§ **GIVEN DATA**
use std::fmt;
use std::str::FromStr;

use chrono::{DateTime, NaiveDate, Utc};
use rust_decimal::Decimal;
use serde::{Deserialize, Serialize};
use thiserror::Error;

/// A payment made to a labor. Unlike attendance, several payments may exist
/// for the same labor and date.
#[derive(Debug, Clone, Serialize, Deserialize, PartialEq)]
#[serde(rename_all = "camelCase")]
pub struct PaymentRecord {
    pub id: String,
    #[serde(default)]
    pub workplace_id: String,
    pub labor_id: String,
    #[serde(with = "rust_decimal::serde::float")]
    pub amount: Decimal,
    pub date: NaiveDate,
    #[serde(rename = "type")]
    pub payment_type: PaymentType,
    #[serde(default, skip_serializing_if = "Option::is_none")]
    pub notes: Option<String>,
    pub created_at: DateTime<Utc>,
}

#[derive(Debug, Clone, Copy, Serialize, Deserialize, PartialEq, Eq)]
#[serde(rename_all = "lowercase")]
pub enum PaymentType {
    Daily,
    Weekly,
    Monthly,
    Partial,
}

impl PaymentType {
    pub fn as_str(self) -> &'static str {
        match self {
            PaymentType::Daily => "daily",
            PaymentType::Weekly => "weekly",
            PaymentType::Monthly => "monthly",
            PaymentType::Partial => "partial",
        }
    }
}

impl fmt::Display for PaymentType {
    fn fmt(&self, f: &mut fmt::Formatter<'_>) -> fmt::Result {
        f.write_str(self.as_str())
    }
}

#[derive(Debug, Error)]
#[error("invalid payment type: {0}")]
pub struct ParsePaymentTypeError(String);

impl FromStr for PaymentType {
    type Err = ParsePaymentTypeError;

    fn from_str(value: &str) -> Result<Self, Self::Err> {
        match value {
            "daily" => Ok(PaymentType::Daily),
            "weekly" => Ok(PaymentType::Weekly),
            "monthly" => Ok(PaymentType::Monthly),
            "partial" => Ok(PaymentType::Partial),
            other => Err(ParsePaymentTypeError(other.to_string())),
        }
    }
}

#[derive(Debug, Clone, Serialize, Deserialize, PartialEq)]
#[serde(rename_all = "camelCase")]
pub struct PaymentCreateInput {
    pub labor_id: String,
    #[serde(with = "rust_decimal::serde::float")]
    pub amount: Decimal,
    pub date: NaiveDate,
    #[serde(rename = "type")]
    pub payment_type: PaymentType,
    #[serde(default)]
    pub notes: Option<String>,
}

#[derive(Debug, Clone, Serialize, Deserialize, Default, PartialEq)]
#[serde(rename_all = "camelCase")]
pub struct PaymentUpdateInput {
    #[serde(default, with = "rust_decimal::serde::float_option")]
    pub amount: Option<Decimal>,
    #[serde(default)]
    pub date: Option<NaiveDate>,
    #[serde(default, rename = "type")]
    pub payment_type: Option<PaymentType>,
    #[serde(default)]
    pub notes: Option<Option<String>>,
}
* * *
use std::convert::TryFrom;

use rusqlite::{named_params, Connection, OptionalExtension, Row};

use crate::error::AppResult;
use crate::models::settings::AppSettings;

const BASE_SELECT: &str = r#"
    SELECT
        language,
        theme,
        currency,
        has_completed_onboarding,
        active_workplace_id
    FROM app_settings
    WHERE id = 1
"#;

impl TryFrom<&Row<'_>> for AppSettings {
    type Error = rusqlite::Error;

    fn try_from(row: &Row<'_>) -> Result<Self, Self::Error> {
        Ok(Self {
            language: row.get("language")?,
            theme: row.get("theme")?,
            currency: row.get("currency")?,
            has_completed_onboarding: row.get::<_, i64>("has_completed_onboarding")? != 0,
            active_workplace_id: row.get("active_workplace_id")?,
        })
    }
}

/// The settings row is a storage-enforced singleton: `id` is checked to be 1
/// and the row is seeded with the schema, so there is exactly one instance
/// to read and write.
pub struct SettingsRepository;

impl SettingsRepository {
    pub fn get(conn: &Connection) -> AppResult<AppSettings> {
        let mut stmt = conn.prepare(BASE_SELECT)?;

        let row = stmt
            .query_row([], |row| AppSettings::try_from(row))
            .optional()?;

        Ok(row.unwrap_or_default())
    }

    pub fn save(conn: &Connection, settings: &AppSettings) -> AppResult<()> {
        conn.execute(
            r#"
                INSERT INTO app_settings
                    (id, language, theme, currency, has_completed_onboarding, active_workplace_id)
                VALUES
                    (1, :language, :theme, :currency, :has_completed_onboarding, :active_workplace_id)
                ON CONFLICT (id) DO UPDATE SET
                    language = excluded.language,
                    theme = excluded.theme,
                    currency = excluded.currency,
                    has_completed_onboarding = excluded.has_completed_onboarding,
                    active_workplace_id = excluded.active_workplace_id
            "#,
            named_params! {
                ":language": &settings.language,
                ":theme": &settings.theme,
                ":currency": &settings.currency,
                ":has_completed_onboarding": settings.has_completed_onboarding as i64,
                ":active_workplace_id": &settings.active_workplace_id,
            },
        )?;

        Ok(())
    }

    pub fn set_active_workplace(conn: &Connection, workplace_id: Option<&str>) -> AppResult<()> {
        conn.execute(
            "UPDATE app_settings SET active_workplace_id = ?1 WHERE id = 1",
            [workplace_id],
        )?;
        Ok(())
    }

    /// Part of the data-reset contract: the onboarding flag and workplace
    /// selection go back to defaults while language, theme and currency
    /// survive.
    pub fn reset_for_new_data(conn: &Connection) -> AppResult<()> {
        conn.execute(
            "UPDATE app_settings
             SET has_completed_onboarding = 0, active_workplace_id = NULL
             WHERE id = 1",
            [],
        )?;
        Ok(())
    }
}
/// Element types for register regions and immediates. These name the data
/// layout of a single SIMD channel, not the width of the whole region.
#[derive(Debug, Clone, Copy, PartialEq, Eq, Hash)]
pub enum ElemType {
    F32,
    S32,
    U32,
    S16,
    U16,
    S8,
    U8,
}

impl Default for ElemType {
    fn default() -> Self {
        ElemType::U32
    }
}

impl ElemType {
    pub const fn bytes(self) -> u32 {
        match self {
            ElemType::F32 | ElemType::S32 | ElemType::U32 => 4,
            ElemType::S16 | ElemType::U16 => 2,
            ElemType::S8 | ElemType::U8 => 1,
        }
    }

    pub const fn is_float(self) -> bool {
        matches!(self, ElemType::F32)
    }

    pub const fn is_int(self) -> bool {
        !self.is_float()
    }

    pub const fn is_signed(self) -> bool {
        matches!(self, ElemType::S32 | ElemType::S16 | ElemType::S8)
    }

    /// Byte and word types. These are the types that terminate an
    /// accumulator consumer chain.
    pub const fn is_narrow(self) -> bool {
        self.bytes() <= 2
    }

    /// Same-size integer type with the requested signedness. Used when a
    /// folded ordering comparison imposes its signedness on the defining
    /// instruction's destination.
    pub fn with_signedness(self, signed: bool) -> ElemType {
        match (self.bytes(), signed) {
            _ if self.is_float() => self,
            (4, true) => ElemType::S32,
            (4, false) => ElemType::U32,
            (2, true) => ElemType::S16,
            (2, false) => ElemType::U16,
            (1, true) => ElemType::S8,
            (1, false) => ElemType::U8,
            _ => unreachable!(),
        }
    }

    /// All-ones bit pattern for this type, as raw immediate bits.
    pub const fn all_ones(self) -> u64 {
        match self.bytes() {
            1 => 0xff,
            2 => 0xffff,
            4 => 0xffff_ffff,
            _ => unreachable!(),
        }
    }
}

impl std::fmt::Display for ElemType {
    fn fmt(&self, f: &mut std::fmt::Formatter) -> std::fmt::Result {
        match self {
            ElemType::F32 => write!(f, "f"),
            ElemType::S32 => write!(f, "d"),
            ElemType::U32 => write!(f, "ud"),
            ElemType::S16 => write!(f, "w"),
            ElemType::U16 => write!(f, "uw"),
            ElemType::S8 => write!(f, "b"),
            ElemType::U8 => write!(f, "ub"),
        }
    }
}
* * *
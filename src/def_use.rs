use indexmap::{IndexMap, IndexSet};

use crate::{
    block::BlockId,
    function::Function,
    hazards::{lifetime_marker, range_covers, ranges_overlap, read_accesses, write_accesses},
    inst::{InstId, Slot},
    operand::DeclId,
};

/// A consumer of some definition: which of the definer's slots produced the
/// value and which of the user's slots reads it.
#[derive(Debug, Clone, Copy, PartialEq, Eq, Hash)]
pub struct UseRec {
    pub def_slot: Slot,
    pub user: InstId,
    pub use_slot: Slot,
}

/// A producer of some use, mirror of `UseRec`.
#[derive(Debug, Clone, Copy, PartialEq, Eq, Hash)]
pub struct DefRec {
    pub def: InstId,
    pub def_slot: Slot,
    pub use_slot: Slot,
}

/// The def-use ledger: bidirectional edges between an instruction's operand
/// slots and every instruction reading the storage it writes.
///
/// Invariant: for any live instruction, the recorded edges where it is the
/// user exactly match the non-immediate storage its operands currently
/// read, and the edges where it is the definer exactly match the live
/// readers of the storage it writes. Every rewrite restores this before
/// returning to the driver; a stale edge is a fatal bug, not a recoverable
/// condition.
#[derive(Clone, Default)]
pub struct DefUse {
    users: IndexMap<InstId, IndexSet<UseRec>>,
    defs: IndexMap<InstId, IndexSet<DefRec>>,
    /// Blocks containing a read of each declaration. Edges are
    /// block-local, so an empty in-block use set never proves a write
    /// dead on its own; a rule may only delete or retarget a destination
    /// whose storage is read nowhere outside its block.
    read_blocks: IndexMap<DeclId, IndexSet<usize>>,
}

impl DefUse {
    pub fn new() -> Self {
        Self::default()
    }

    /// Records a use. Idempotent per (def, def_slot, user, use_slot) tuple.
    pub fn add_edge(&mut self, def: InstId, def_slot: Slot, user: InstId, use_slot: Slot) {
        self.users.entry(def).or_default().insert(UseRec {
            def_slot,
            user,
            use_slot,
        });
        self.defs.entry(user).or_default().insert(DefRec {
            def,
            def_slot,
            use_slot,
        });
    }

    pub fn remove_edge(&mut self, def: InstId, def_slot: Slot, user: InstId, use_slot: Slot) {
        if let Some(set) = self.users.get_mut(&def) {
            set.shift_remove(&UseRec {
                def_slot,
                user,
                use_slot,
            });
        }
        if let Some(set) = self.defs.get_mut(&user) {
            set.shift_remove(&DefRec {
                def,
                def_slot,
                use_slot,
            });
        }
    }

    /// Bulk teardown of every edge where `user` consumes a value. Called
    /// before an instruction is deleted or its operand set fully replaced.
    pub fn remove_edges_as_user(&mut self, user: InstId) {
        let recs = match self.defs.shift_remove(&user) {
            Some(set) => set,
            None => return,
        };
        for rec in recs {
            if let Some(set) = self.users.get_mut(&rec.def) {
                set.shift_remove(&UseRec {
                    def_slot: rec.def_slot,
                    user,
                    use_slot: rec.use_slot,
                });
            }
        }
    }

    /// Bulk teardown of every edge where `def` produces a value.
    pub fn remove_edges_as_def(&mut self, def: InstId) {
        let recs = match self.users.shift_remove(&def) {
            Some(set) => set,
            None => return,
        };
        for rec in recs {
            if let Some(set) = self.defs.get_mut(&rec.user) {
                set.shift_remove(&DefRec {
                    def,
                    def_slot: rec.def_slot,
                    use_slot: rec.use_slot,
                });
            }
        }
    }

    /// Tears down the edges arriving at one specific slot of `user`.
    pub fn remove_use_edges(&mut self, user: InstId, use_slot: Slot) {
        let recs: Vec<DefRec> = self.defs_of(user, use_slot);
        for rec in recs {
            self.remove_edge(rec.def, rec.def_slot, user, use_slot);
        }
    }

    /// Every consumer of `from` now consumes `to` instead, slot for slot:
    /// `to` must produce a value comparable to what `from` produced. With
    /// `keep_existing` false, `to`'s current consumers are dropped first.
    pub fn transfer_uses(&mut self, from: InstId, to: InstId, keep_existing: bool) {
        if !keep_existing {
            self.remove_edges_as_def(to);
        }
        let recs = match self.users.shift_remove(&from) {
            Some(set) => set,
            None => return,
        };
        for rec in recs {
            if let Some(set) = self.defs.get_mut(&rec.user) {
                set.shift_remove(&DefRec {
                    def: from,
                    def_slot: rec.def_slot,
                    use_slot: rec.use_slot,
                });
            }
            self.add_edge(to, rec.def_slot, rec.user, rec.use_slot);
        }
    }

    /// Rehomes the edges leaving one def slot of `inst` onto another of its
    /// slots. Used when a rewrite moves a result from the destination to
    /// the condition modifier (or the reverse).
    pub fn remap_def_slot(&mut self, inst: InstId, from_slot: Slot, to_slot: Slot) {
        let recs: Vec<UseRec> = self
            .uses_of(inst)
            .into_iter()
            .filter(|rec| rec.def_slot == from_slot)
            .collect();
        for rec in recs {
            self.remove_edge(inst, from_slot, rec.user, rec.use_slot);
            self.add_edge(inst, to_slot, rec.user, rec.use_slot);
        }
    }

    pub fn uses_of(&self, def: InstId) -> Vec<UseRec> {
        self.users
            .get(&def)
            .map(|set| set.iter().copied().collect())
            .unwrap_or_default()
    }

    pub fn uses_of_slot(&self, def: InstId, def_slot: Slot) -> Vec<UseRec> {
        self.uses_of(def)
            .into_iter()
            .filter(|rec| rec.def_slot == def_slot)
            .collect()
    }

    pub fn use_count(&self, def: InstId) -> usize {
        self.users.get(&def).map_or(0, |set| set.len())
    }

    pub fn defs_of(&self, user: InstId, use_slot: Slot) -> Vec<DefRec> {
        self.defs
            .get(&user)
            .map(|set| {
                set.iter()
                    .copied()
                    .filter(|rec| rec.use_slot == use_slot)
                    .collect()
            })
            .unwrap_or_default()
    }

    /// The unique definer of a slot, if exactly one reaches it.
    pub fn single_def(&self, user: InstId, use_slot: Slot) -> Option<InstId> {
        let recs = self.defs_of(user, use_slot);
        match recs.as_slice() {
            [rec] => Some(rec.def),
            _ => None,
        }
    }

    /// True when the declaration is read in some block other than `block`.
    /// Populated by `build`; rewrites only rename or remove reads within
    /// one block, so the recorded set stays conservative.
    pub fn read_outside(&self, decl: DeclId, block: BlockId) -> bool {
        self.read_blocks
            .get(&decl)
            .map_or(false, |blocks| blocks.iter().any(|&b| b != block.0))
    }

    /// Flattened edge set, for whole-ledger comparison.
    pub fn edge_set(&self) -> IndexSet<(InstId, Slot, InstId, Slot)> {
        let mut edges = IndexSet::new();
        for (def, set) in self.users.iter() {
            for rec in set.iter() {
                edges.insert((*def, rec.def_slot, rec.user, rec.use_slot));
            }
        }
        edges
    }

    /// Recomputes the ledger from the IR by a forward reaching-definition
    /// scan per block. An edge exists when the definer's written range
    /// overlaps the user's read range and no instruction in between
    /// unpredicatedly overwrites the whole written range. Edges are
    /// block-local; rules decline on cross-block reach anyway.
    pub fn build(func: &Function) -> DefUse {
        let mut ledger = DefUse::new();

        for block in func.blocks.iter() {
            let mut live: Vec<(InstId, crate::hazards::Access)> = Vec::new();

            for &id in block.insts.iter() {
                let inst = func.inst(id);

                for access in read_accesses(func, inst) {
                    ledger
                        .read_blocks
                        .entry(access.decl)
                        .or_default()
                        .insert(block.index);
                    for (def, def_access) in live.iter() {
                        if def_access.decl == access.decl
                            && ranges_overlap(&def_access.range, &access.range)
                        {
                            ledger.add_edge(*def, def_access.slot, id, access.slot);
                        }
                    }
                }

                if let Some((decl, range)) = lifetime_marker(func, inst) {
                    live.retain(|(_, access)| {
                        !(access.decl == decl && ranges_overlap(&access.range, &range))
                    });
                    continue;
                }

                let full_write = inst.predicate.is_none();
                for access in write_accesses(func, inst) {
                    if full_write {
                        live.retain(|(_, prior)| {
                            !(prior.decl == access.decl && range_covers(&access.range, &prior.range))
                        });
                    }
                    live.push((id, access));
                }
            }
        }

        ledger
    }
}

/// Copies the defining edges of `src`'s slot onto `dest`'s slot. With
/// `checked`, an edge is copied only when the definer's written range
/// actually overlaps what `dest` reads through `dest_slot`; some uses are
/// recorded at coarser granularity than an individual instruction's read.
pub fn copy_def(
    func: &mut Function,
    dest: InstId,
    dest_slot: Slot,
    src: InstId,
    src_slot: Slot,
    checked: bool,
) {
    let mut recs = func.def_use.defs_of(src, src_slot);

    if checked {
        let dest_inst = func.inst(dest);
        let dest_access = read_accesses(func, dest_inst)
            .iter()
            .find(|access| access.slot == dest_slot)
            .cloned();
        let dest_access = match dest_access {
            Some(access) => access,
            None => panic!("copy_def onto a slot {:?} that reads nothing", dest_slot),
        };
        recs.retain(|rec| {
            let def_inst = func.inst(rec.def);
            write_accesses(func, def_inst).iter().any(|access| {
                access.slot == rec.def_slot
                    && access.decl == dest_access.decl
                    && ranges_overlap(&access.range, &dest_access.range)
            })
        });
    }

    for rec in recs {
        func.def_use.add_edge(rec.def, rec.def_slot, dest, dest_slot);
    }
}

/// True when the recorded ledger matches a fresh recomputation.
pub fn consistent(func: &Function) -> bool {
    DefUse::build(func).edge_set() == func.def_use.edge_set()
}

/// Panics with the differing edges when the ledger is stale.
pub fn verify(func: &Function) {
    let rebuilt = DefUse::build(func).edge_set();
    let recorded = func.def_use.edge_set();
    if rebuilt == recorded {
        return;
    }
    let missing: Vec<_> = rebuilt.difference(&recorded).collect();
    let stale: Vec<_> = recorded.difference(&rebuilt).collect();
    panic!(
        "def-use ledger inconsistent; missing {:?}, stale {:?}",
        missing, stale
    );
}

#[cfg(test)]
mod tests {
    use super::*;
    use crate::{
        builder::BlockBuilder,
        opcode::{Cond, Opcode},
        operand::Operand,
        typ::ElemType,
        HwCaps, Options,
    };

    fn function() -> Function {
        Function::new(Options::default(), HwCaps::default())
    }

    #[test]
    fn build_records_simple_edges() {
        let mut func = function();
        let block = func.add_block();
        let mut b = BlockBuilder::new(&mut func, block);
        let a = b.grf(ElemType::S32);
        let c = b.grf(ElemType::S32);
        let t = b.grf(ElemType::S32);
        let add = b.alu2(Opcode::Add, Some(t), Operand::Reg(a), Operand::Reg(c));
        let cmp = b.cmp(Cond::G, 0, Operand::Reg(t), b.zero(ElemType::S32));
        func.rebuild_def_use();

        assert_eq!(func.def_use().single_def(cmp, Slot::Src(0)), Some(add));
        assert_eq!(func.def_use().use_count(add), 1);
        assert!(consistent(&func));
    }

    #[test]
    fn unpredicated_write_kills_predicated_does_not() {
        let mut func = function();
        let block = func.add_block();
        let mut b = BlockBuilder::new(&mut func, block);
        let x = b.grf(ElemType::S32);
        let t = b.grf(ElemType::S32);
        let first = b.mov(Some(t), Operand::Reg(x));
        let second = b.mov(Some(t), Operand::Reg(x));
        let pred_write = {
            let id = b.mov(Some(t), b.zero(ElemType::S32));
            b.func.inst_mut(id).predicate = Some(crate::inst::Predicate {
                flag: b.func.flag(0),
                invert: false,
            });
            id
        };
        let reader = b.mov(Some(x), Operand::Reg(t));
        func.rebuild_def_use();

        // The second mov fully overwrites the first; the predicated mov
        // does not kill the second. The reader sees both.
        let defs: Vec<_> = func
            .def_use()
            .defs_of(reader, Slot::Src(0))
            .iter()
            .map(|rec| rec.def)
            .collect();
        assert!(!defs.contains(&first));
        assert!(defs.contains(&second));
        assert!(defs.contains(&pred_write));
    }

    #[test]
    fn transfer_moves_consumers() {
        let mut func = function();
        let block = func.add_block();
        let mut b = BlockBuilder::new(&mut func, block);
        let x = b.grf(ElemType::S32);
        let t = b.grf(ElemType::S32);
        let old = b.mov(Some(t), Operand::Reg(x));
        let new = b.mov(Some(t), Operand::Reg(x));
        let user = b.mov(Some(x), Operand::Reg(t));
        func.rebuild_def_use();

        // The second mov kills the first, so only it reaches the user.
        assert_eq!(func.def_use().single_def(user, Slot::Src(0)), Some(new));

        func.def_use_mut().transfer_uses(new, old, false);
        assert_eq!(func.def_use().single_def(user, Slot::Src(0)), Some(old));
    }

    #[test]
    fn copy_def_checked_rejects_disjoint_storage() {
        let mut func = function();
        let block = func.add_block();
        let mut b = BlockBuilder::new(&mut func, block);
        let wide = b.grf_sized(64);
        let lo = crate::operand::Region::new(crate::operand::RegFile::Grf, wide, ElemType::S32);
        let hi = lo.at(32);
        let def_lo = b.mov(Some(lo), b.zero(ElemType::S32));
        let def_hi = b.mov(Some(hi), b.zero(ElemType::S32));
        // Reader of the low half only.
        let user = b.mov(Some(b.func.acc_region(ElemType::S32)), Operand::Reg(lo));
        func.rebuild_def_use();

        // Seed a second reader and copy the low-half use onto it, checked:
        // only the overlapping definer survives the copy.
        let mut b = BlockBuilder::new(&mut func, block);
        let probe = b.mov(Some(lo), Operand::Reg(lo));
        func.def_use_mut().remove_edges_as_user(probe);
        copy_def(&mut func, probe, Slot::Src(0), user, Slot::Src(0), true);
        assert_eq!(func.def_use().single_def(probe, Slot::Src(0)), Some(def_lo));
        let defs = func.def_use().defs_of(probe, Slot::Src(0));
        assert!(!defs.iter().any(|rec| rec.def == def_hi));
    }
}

§ **EXERCISE DIRECTIONS**
For the string "Connection", return every line of the data where it appears.

§ **SOLVED EXERCISE**
use rusqlite::{named_params, Connection, OptionalExtension, Row};
    pub fn get(conn: &Connection) -> AppResult<AppSettings> {
    pub fn save(conn: &Connection, settings: &AppSettings) -> AppResult<()> {
    pub fn set_active_workplace(conn: &Connection, workplace_id: Option<&str>) -> AppResult<()> {
    pub fn reset_for_new_data(conn: &Connection) -> AppResult<()> {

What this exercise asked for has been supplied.